Though fitness improves quality of life at any age, it becomes increasingly more important as we age to keep the foundation strong.

It’s a common misnomer that all ab targeting exercises are strenuous on the back. Strong abdominals help to protect the back. All exercises can be adapted to minimize back discomfort. Of course if you feel any pain while training, stop, check in with yourself, and consult a doctor if necessary.

How to target your abs

You can gain strength and density in your abdominal muscles if you dedicate some time in your weekly schedule to push them to their limits. Not only will this help prevent injury, but it will help you tighten your physique in all of the right places. Who doesn’t want to become a more fit, capable version of themselves?
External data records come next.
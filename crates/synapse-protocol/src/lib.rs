// SPDX-License-Identifier: MIT OR Apache-2.0
//! Wire envelope types and closed-schema validation for the Synapse
//! protocol (§4.1, §4.2, §6).
//!
//! This crate owns the shape of every message that crosses the network
//! boundary. It depends on `synapse-core` for the domain types embedded in
//! those messages and on `synapse-error` for the stable error taxonomy, but
//! knows nothing about how messages are dispatched or what they do to
//! exchange state — that lives in `synapse-exchange`.

#![warn(missing_docs)]

mod envelope;
mod validate;
mod version;

pub use envelope::{
    ClientMessage, ObserverAgent, ObserverMessage, ObserverSnapshot, OfferDecisionKind,
    ReviewDecision, ServerMessage,
};
pub use validate::{auth_canonical_string, validate_agent_name, validate_nonce, AUTH_CANONICAL_PREFIX};
pub use version::check_version;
There are plenty of exercises you can perform to ignite your transverse abdominals, but these moves are amongst the most versatile. They can be done with next to no equipment, with very little space required.

Exercises

Try incorporating these exercises into your regular routine to strengthen your transverse abdominal muscles.

1. Medicine ball twists

Use a lightweight dumbbell or water bottle filled to desired weight (1 gallon equals 8 pounds), or kettlebell (5 to 20 pounds). Yoga mat optional.

How to perform

  1. Balance on your tailbone with your feet elevated and ankles crossed.
  2. Grasp your weight with both hands and hold it in front of you, close to your chest with your arms bent.
  3. Bring the weight all the way down to the ground on one side.
  4. Promptly tighten your core to bring the weight back to the other side.
  5. Keep a strong core throughout the entire movement. Engage your arms and abs in collaboration with one another to make this movement happen.
  6. Complete 3 sets of 20 repetitions (10 touches on each side).

2. Plank hold

No equipment required. Yoga mat optional.

How to perform

  1. Start by lying on the ground on your stomach.
  2. Elevate your body onto your forearms and toes.
  3. Focus on keeping your heels, glutes, and shoulders all in line with each other. Do not let your glutes or back sag toward the ground.
  4. Hold this position for 30 to 60 second segments (adjust it to adequately challenge yourself).

3. Situps

No equipment required. Yoga mat optional.

How to perform

  1. Start on your back with your feet flat on the ground and your legs bent at a 90-degree angle.
  2. Tighten your core to bring your torso upwards so that it’s parallel to your thighs.
  3. To get the most out of this move, resist the urge to use momentum to bring your torso up. Do your best to rely solely on your ab strength to perform the situp. Do not pull on your neck when coming up.
  4. Perform 3 sets of 20.

4. Squirm heel touches

No equipment required. Yoga mat optional.

How to perform

  1. Start flat on your back with your knees bent in a 90-degree angle and your feet flat on the ground.
  2. Raise your shoulder blades off the ground and reach for one heel, then the other. Perform your reaches back to back so that you’re mimicking a seesaw motion.
  3. Perform 3 sets of 30 repetitions (15 on each side).

Remember to stretch

Since you frequently use them without knowing it, it’s important to stretch your abs daily, especially before and after exercise. Here is a simple stretch to target that entire region:

  1. Lie on your stomach.
  2. Place your hands underneath your shoulders and push your torso upwards, so that your back is tight and there’s a pulling or stretching feeling in your abdomen.
  3. Hold this position for up to a minute.
  4. Feel free to keep adjusting your hands back towards your hips to get a deeper stretch in your abs.